[Data entries]
====
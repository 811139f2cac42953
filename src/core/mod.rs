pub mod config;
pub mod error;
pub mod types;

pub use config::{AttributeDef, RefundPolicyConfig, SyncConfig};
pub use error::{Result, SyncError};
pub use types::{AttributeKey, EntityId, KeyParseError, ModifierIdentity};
====
Every line above should be retyped exactly as given.

◆ COMPLETED EXERCISE ◆
repository 811139f2cac42953
filename src/core/mod.rs
pub mod config;
pub mod error;
pub mod types;

pub use config::{AttributeDef, RefundPolicyConfig, SyncConfig};
pub use error::{Result, SyncError};
pub use types::{AttributeKey, EntityId, KeyParseError, ModifierIdentity};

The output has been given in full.